Herzig durch das ganze Land

Torsten Bierwisch organisiert eine Benefiztour. Am Start sind auch vier Behinderte.

Ann Claire Richter

Braunschweig. Ein energiegeladener Typ, dieser Torsten „Toto“ Bierwisch. Kann Kilometer um Kilometer um Kilometer radeln. Auch ganze Nächte durch. Das will er jetzt wieder tun. Er hat eine Gemeinschaftsaktion für den guten Zweck organisiert, die er Löwenherztour nennt.Nachdem Bierwisch 2016 im Braunschweiger Inklusionsteam beim „Race across America“ in die Pedale trat, will er das Konzept nun auf die deutschen Lande ummünzen. Charmante Note: die rund 2800 Kilometer lange Strecke wird in Herzform durch die Republik führen.

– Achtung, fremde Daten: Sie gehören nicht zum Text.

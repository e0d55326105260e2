use async_trait::async_trait;
use chrono::{DateTime, Utc};
use sqlx::postgres::PgRow;
use sqlx::types::Json;
use sqlx::{PgPool, Row};
use tracing::instrument;

use crate::application::ports::{ConversationRepository, RepositoryError};
use crate::domain::{
    Conversation, ConversationId, Message, MessageId, MessageRole, ProjectId, UserId,
};

pub struct PgConversationRepository {
    pool: PgPool,
}

impl PgConversationRepository {
    pub fn new(pool: PgPool) -> Self {
        Self { pool }
    }

    fn conversation_from_row(row: &PgRow) -> Result<Conversation, RepositoryError> {
        Ok(Conversation {
            id: ConversationId::from_uuid(
                row.try_get("id")
                    .map_err(|e| RepositoryError::QueryFailed(e.to_string()))?,
            ),
            user_id: UserId::from_uuid(
                row.try_get("user_id")
                    .map_err(|e| RepositoryError::QueryFailed(e.to_string()))?,
            ),
            project_id: ProjectId::from_uuid(
                row.try_get("project_id")
                    .map_err(|e| RepositoryError::QueryFailed(e.to_string()))?,
            ),
            title: row
                .try_get("title")
                .map_err(|e| RepositoryError::QueryFailed(e.to_string()))?,
            messages: Vec::new(),
            created_at: row
                .try_get("created_at")
                .map_err(|e| RepositoryError::QueryFailed(e.to_string()))?,
            updated_at: row
                .try_get("updated_at")
                .map_err(|e| RepositoryError::QueryFailed(e.to_string()))?,
        })
    }

    fn message_from_row(row: &PgRow) -> Result<Message, RepositoryError> {
        let role: String = row
            .try_get("role")
            .map_err(|e| RepositoryError::QueryFailed(e.to_string()))?;
        let attachments: Json<Vec<String>> = row
            .try_get("attachments")
            .map_err(|e| RepositoryError::QueryFailed(e.to_string()))?;
        let created_at: DateTime<Utc> = row
            .try_get("created_at")
            .map_err(|e| RepositoryError::QueryFailed(e.to_string()))?;

        Ok(Message {
            id: MessageId::from_uuid(
                row.try_get("id")
                    .map_err(|e| RepositoryError::QueryFailed(e.to_string()))?,
            ),
            role: role.parse::<MessageRole>().map_err(RepositoryError::QueryFailed)?,
            content: row
                .try_get("content")
                .map_err(|e| RepositoryError::QueryFailed(e.to_string()))?,
            created_at,
            attachments: attachments.0,
        })
    }

    async fn messages_for(
        &self,
        conversation_id: ConversationId,
    ) -> Result<Vec<Message>, RepositoryError> {
        let rows = sqlx::query(
            r#"
            SELECT id, role, content, attachments, created_at
            FROM messages
            WHERE conversation_id = $1
            ORDER BY created_at ASC
            "#,
        )
        .bind(conversation_id.as_uuid())
        .fetch_all(&self.pool)
        .await
        .map_err(|e| RepositoryError::QueryFailed(e.to_string()))?;

        rows.iter().map(Self::message_from_row).collect()
    }
}

#[async_trait]
impl ConversationRepository for PgConversationRepository {
    #[instrument(skip(self, conversation), fields(conversation_id = %conversation.id.as_uuid()))]
    async fn create(&self, conversation: &Conversation) -> Result<(), RepositoryError> {
        sqlx::query(
            r#"
            INSERT INTO conversations (id, user_id, project_id, title, created_at, updated_at)
            VALUES ($1, $2, $3, $4, $5, $6)
            "#,
        )
        .bind(conversation.id.as_uuid())
        .bind(conversation.user_id.as_uuid())
        .bind(conversation.project_id.as_uuid())
        .bind(&conversation.title)
        .bind(conversation.created_at)
        .bind(conversation.updated_at)
        .execute(&self.pool)
        .await
        .map_err(|e| RepositoryError::QueryFailed(e.to_string()))?;

        Ok(())
    }

    #[instrument(skip(self), fields(conversation_id = %id.as_uuid()))]
    async fn fetch_for_owner(
        &self,
        id: ConversationId,
        owner: UserId,
    ) -> Result<Option<Conversation>, RepositoryError> {
        let row = sqlx::query(
            r#"
            SELECT id, user_id, project_id, title, created_at, updated_at
            FROM conversations
            WHERE id = $1 AND user_id = $2
            "#,
        )
        .bind(id.as_uuid())
        .bind(owner.as_uuid())
        .fetch_optional(&self.pool)
        .await
        .map_err(|e| RepositoryError::QueryFailed(e.to_string()))?;

        match row {
            Some(row) => {
                let mut conversation = Self::conversation_from_row(&row)?;
                conversation.messages = self.messages_for(id).await?;
                Ok(Some(conversation))
            }
            None => Ok(None),
        }
    }

    #[instrument(skip(self, messages), fields(conversation_id = %id.as_uuid(), count = messages.len()))]
    async fn append_messages(
        &self,
        id: ConversationId,
        messages: &[Message],
    ) -> Result<(), RepositoryError> {
        for message in messages {
            sqlx::query(
                r#"
                INSERT INTO messages (id, conversation_id, role, content, attachments, created_at)
                VALUES ($1, $2, $3, $4, $5, $6)
                "#,
            )
            .bind(message.id.as_uuid())
            .bind(id.as_uuid())
            .bind(message.role.as_str())
            .bind(&message.content)
            .bind(Json(message.attachments.clone()))
            .bind(message.created_at)
            .execute(&self.pool)
            .await
            .map_err(|e| RepositoryError::QueryFailed(e.to_string()))?;
        }

        sqlx::query("UPDATE conversations SET updated_at = $1 WHERE id = $2")
            .bind(Utc::now())
            .bind(id.as_uuid())
            .execute(&self.pool)
            .await
            .map_err(|e| RepositoryError::QueryFailed(e.to_string()))?;

        Ok(())
    }

    #[instrument(skip(self, title), fields(conversation_id = %id.as_uuid()))]
    async fn set_title_if_absent(
        &self,
        id: ConversationId,
        title: &str,
    ) -> Result<bool, RepositoryError> {
        let result = sqlx::query(
            r#"
            UPDATE conversations
            SET title = $2, updated_at = $3
            WHERE id = $1 AND title IS NULL
            "#,
        )
        .bind(id.as_uuid())
        .bind(title)
        .bind(Utc::now())
        .execute(&self.pool)
        .await
        .map_err(|e| RepositoryError::QueryFailed(e.to_string()))?;

        Ok(result.rows_affected() > 0)
    }

    #[instrument(skip(self), fields(project_id = %project.as_uuid()))]
    async fn list_for_owner_in_project(
        &self,
        owner: UserId,
        project: ProjectId,
    ) -> Result<Vec<Conversation>, RepositoryError> {
        let rows = sqlx::query(
            r#"
            SELECT id, user_id, project_id, title, created_at, updated_at
            FROM conversations
            WHERE user_id = $1 AND project_id = $2
            ORDER BY updated_at DESC
            "#,
        )
        .bind(owner.as_uuid())
        .bind(project.as_uuid())
        .fetch_all(&self.pool)
        .await
        .map_err(|e| RepositoryError::QueryFailed(e.to_string()))?;

        rows.iter().map(Self::conversation_from_row).collect()
    }
}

Bierwisch ist als stellvertretender Vorsitzender des Vereins „Friends for Life“ immer mal wieder in karitativen Dingen sportlich unterwegs. Partner ist diesmal die Evangelische Stiftung Neuerkerode, die unter anderem in Goslar auch das Seniorenheim Theresienhof betreibt. Dort waren die Bewohner im September vergangenen Jahres Opfer der Flut geworden. Ihr Zuhause war überschwemmt; sie hatten nur das Nötigste mitnehmen können. Eine Zeit lang mussten die gehandicapten alten Menschen im leerstehenden St.-Vinzenz-Krankenhaus in Braunschweig leben.

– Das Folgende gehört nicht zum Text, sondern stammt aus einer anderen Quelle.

use kuching::application::services::{assemble, context_block, retrieval_block, ContextBundle, NO_ACTIVE_TASKS};
use kuching::domain::{ConversationId, Message, MessageRole, TaskSummary};

use crate::helpers::test_caller;

fn bundle() -> ContextBundle {
    ContextBundle {
        role: "Developer".to_string(),
        tasks: Vec::new(),
        staged_filenames: Vec::new(),
        snippets: Vec::new(),
    }
}

fn history() -> Vec<Message> {
    vec![Message::new(
        MessageRole::User,
        "What should I work on?".to_string(),
    )]
}

#[test]
fn given_no_tasks_when_building_context_then_sentinel_replaces_bullets() {
    let block = context_block(&test_caller(), &bundle());

    assert!(block.contains("Ada Lovelace"));
    assert!(block.contains("Developer"));
    assert!(block.contains(NO_ACTIVE_TASKS));
    assert!(!block.contains("- "));
}

#[test]
fn given_tasks_when_building_context_then_each_becomes_a_bullet() {
    let mut bundle = bundle();
    bundle.tasks = vec![
        TaskSummary {
            id: "TASK-1".to_string(),
            title: "Fix login redirect".to_string(),
        },
        TaskSummary {
            id: "TASK-2".to_string(),
            title: "Write release notes".to_string(),
        },
    ];

    let block = context_block(&test_caller(), &bundle);

    assert!(block.contains("- Fix login redirect (TASK-1)"));
    assert!(block.contains("- Write release notes (TASK-2)"));
    assert!(!block.contains(NO_ACTIVE_TASKS));
}

#[test]
fn given_staged_files_when_building_context_then_names_are_quoted_and_comma_separated() {
    let mut bundle = bundle();
    bundle.staged_filenames = vec!["spec.pdf".to_string(), "notes.md".to_string()];

    let block = context_block(&test_caller(), &bundle);

    assert!(block.contains("\"spec.pdf\", \"notes.md\""));
}

#[test]
fn given_no_staged_files_when_building_context_then_attachment_line_is_omitted() {
    let block = context_block(&test_caller(), &bundle());

    assert!(!block.contains("attached"));
}

#[test]
fn given_snippets_when_building_retrieval_block_then_each_gets_an_ordinal() {
    let block = retrieval_block(&[
        "The onboarding flow has four steps.".to_string(),
        "  Step two collects the workspace name.  ".to_string(),
    ]);

    assert!(block.contains("[1] The onboarding flow has four steps."));
    assert!(block.contains("[2] Step two collects the workspace name."));
}

#[test]
fn given_empty_snippets_when_assembling_then_no_retrieval_message() {
    let messages = assemble(ConversationId::new(), &test_caller(), &bundle(), history());

    assert_eq!(messages.len(), 2);
    assert_eq!(messages[0].role, MessageRole::System);
    assert!(messages[0].content.contains("Ada Lovelace"));
    assert_eq!(messages[1].content, "What should I work on?");
}

#[test]
fn given_snippets_when_assembling_then_retrieval_precedes_context_and_history() {
    let mut bundle = bundle();
    bundle.snippets = vec!["The onboarding flow has four steps.".to_string()];

    let messages = assemble(ConversationId::new(), &test_caller(), &bundle, history());

    assert_eq!(messages.len(), 3);
    assert_eq!(messages[0].role, MessageRole::System);
    assert!(messages[0].content.starts_with("Relevant excerpts"));
    assert_eq!(messages[1].role, MessageRole::System);
    assert!(messages[1].content.contains("Developer"));
    assert_eq!(messages[2].role, MessageRole::User);
}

„Wir wollen helfen, für sie wieder ein behagliches, lebenswertes Umfeld zu schaffen“, so Bierwisch. Das Radler-Team wird am 19. August mit Gongschlag 12 Uhr von Oberbürgermeister Ulrich Markurth vor dem Rathaus auf die Strecke geschickt. „Es wäre schön, wenn uns möglichst viele Menschen verabschieden würden“, wünscht sich Bierwisch. Zurückerwartet wird das Team am 26.?August, wenn parallel die alljährliche Cycle-Tour stattfindet. Diesmal rollen wieder die Partnerstädter aus Magdeburg auf dem Schlossplatz ein.

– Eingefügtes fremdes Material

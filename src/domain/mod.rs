mod completion;
mod conversation;
mod conversation_id;
mod file_record;
mod membership;
mod message;
mod message_id;
mod message_role;
mod project_id;
mod staged_file;
mod task;
mod user_id;

pub use completion::{CompletionResult, FinishReason, TokenUsage};
pub use conversation::Conversation;
pub use conversation_id::ConversationId;
pub use file_record::{FileRecord, NewFileRecord};
pub use membership::MembershipLookup;
pub use message::Message;
pub use message_id::MessageId;
pub use message_role::MessageRole;
pub use project_id::ProjectId;
pub use staged_file::StagedFileMetadata;
pub use task::{TaskStatus, TaskSummary};
pub use user_id::UserId;
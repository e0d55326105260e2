mod pg_conversation_repository;
mod pg_file_record_store;
mod pg_pool;
mod pg_project_directory;
mod pg_session_store;

pub use pg_conversation_repository::PgConversationRepository;
pub use pg_file_record_store::PgFileRecordStore;
pub use pg_pool::create_pool;
pub use pg_project_directory::PgProjectDirectory;
pub use pg_session_store::PgSessionStore;
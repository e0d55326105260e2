use std::fmt;

/// Application runtime environment.
#[derive(Debug, Clone, Copy, PartialEq, Eq)]
pub enum Environment {
    Local,
    Test,
    Prod,
}

impl Environment {
    pub fn as_str(&self) -> &'static str {
        match self {
            Environment::Local => "local",
            Environment::Test => "test",
            Environment::Prod => "prod",
        }
    }
}

impl TryFrom<String> for Environment {
    type Error = String;

    fn try_from(s: String) -> Result<Self, Self::Error> {
        match s.to_lowercase().as_str() {
            "local" => Ok(Self::Local),
            "test" => Ok(Self::Test),
            "prod" | "production" => Ok(Self::Prod),
            other => Err(format!(
                "Invalid environment: {}. Expected: local, test, or prod",
                other
            )),
        }
    }
}

impl fmt::Display for Environment {
    fn fmt(&self, f: &mut fmt::Formatter<'_>) -> fmt::Result {
        write!(f, "{}", self.as_str())
    }
}
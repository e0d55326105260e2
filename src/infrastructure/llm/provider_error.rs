use crate::application::ports::ChatModelError;

/// Maps a provider failure to a typed error. The provider does not expose a
/// structured code on every path, so this also matches the known substrings
/// of its error payloads; all of that fragility lives in this one function.
pub fn classify_provider_error(status: Option<u16>, body: &str) -> ChatModelError {
    let lowered = body.to_lowercase();

    if status == Some(429) || body.contains("RESOURCE_EXHAUSTED") || lowered.contains("quota") {
        return ChatModelError::QuotaExhausted(summarize(body));
    }
    if status == Some(401) || body.contains("API_KEY_INVALID") || lowered.contains("api key") {
        return ChatModelError::InvalidApiKey(summarize(body));
    }
    if status == Some(403) || body.contains("PERMISSION_DENIED") || lowered.contains("permission") {
        return ChatModelError::PermissionDenied(summarize(body));
    }

    match status {
        Some(code) => ChatModelError::RequestFailed(format!("HTTP {}: {}", code, summarize(body))),
        None => ChatModelError::RequestFailed(summarize(body)),
    }
}

fn summarize(body: &str) -> String {
    const MAX: usize = 300;
    let trimmed = body.trim();
    if trimmed.chars().count() <= MAX {
        trimmed.to_string()
    } else {
        let head: String = trimmed.chars().take(MAX).collect();
        format!("{}...", head)
    }
}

Das Team der Löwenherztour besteht aus zwei Gruppen, die sich alle 100 Kilometer abwechseln. Am Start sind ein Quartett und ein Quintett. In beiden fahren je zwei Radler mit geistiger Behinderung mit. Bierwisch schwärmt: „Was diese Menschen zu leisten imstande sind, ist unglaublich.“ Da gebe es kein Murren und kein Klagen. „Die machen einfach. Mit Ehrgeiz und ohne Eitelkeit. Und ohne ein Foto vom Mittagessen in irgendeinem sozialen Netzwerk zu posten.“

Die Strecke in Herzform berühre Küsten und Berge, Städte und Dörfer, und der Herzschlag dieser Aktion solle die Menschen überall in Deutschland bewegen. „Die Idee der Überwindung sozialer Schranken wird immer wieder öffentlich sichtbar gemacht“, so der 53-Jährige. So würden soziale Einrichtungen angesteuert und zu Mitstreitern gemacht.